Pregnant women in Miami are spraying themselves with DEET, covering up and doing everything they can to avoid being bitten by Zika-infected mosquitoes.
This week, the Centers for Disease Control and Prevention advised pregnant women to avoid a mile-square neighborhood in north of Miami after at least 15 people became infected with Zika virus — but even beyond southern Florida, moms-to-be may be worrying about becoming infected with the virus.
What you need to know about Zika virus and pregnancy.
How do pregnant women catch Zika?
You can get infected with Zika through bites from infected mosquitoes and any kind of unprotected sex with someone who's infected with the virus. Health officials say there's no evidence that Zika can be spread through coughing or sneezing or routine touching.
Can someone have Zika and not even know it?
Yes. 75 percent of people infected with Zika experience very minor or no symptoms. It can feel like a mild flu. The most common symptoms people report are:
- muscle ache
- red eyes
- tiredness and feeling sore
Can unborn babies be harmed if the pregnant mother has Zika but feels fine?
Yes. Even without symptoms, the Zika virus is circulating in the infected mother's body and can impact an unborn baby.

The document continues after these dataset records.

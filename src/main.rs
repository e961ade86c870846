use anyhow::Context;
use chrono::Utc;
use dotenv::dotenv;
use std::env;
use std::sync::Arc;
use std::time::Duration;
use teloxide::prelude::*;

use watchdog_telegram_bot::captcha::{CaptchaCoordinator, CaptchaKind};
use watchdog_telegram_bot::config::{
    EngineConfig, CAPTCHA_SWEEP_INTERVAL, WINDOW_SWEEP_INTERVAL,
};
use watchdog_telegram_bot::enforcement::{EnforcementSink, RetryingSink, TelegramSink};
use watchdog_telegram_bot::engine::DecisionEngine;
use watchdog_telegram_bot::flood_detector::FloodDetector;
use watchdog_telegram_bot::gban::GbanManager;
use watchdog_telegram_bot::handlers::{dispatcher, AppContext};
use watchdog_telegram_bot::pattern_matcher::{PatternMatcher, RuleFile};
use watchdog_telegram_bot::roles::RoleResolver;
use watchdog_telegram_bot::spam_scorer::{DisposableLookup, SpamScorer};
use watchdog_telegram_bot::storage::{RedisStore, StateStore};

#[tokio::main]
async fn main() -> anyhow::Result<()> {
    pretty_env_logger::init();
    dotenv().ok();
    log::info!("Starting the protection engine...");

    let config = EngineConfig::from_env().context("configuration rejected")?;
    let bot_token = env::var("BOT_TOKEN").context("BOT_TOKEN must be set in .env file")?;
    let bot = Bot::new(bot_token);

    let store: Arc<dyn StateStore> =
        Arc::new(RedisStore::new(&config.redis_url).context("cannot open state store")?);

    let rules = RuleFile::load(&config.rules_file)?;
    let matcher = Arc::new(PatternMatcher::load(&rules)?);

    let lookup = config.disposable_lookup_url.clone().map(|url| {
        DisposableLookup::new(url, config.disposable_timeout_ms, config.disposable_fail_open)
    });
    let scorer = Arc::new(SpamScorer::new(
        matcher.clone(),
        config.weights,
        config.tier_thresholds,
        config.caps_min_ratio,
        config.duplicate_window_seconds,
        config.duplicate_max_repeats,
        lookup,
    ));
    let flood = Arc::new(FloodDetector::new(
        config.flood_window_seconds,
        config.flood_max_events,
        config.flood_idle_ttl_seconds,
    ));
    let resolver = Arc::new(RoleResolver::new(
        store.clone(),
        config.trusted_overrides_mute,
    ));
    let engine = Arc::new(DecisionEngine::new(
        resolver.clone(),
        scorer.clone(),
        flood.clone(),
    ));

    let telegram: Arc<dyn EnforcementSink> = Arc::new(TelegramSink::new(bot.clone()));
    let sink: Arc<dyn EnforcementSink> = Arc::new(RetryingSink::new(
        telegram.clone(),
        config.enforcement_max_attempts,
    ));

    let (gban, jobs) = GbanManager::new(
        store.clone(),
        telegram.clone(),
        config.enforcement_max_attempts,
    );
    let _propagation_worker = gban.spawn_worker(jobs);
    gban.reconcile_all()
        .await
        .context("gban reconciliation failed at startup")?;

    let kind = CaptchaKind::from_str(&config.captcha_kind)
        .expect("captcha_kind already validated");
    let captcha = Arc::new(CaptchaCoordinator::new(
        store.clone(),
        kind,
        config.captcha_timeout_seconds,
        config.captcha_max_retries,
        None,
    ));
    let recovered = captcha.recover().await?;
    if recovered > 0 {
        log::info!("recovered {} pending captcha challenges", recovered);
    }

    // Expiry is found by a periodic sweep, never per-challenge timers.
    {
        let captcha = captcha.clone();
        let sink = sink.clone();
        tokio::spawn(async move {
            let mut tick = tokio::time::interval(Duration::from_secs(CAPTCHA_SWEEP_INTERVAL));
            loop {
                tick.tick().await;
                match captcha.sweep(Utc::now()).await {
                    Ok(expired) => {
                        for challenge in expired {
                            if let Err(err) = sink
                                .remove_user(
                                    challenge.chat_id,
                                    challenge.user_id,
                                    "verification timed out",
                                )
                                .await
                            {
                                log::error!(
                                    "removing expired member {} from chat {}: {}",
                                    challenge.user_id,
                                    challenge.chat_id,
                                    err
                                );
                            }
                        }
                    }
                    Err(err) => log::error!("captcha sweep failed: {}", err),
                }
            }
        });
    }

    // Reclaim idle flood windows and duplicate-tracking state.
    {
        let flood = flood.clone();
        let scorer = scorer.clone();
        tokio::spawn(async move {
            let mut tick = tokio::time::interval(Duration::from_secs(WINDOW_SWEEP_INTERVAL));
            loop {
                tick.tick().await;
                let now = Utc::now();
                let reclaimed = flood.sweep(now);
                scorer.sweep(now);
                if reclaimed > 0 {
                    log::debug!("reclaimed {} idle flood windows", reclaimed);
                }
            }
        });
    }

    let ctx = Arc::new(AppContext {
        config,
        store,
        matcher,
        resolver,
        scorer,
        flood,
        engine,
        captcha,
        gban,
        sink,
    });

    dispatcher::run_dispatcher(bot, ctx).await;
    Ok(())
}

What's the best way for a pregnant woman to know for sure she's been infected?
She needs to be tested. The Centers for Disease Control and Prevention advise that if you're pregnant and live in or have visited an area with ongoing Zika transmission, you should get tested whether or not you have symptoms.
What test do pregnant women need?
The same tests that doctors use to help diagnose any patient suspected of having Zika.
There are two different types:
- a blood test that looks for evidence that the body has been trying to fight off a Zika infection (antibody test).
- a urine test that can detect the actual virus — if it's been in the body for 2 weeks or less (PCR test).
Depending on each person's situation, one or both tests will be done. The results usually come back in three to five days.
What about partners or husbands? Should they get tested, too?
Not routinely. But if a man has symptoms, definitely. And if he has recently travelled to a Zika zone or lives in one, it's not a bad idea.
What should pregnant couples do to prevent passing Zika through sexual contact?
The CDC advises when a woman is pregnant, and the couple is at risk for Zika, that they use condoms for the rest of the pregnancy.
If a pregnant woman becomes infected with Zika, how likely is it that her baby will be harmed?
The most devastating birth defect caused by Zika infection is microcephaly, a severe underdevelopment of the head and brain. One study found that if a pregnant woman is infected with Zika, the risk of microcephaly in her baby can range from 1 percent to 14 percent.
Is there a safe time during pregnancy, when a baby won't get hurt by Zika?
Sadly, it seems not.
Experts believe that the first trimester is the most dangerous time for a fetus if the mother becomes infected because that's when the baby's organs start developing. Recent studies show that Zika infection in the second and even third trimester can also affect the unborn child.
What can pregnant women do to protect themselves?
The most important thing is to avoid mosquito bites by using insect repellent, long-sleeved shirts and long pants and making sure windows and doors are properly screened. Women also should avoid sex with anyone who lives in or traveled to an area with active Zika virus transmission or use condoms for the whole pregnancy.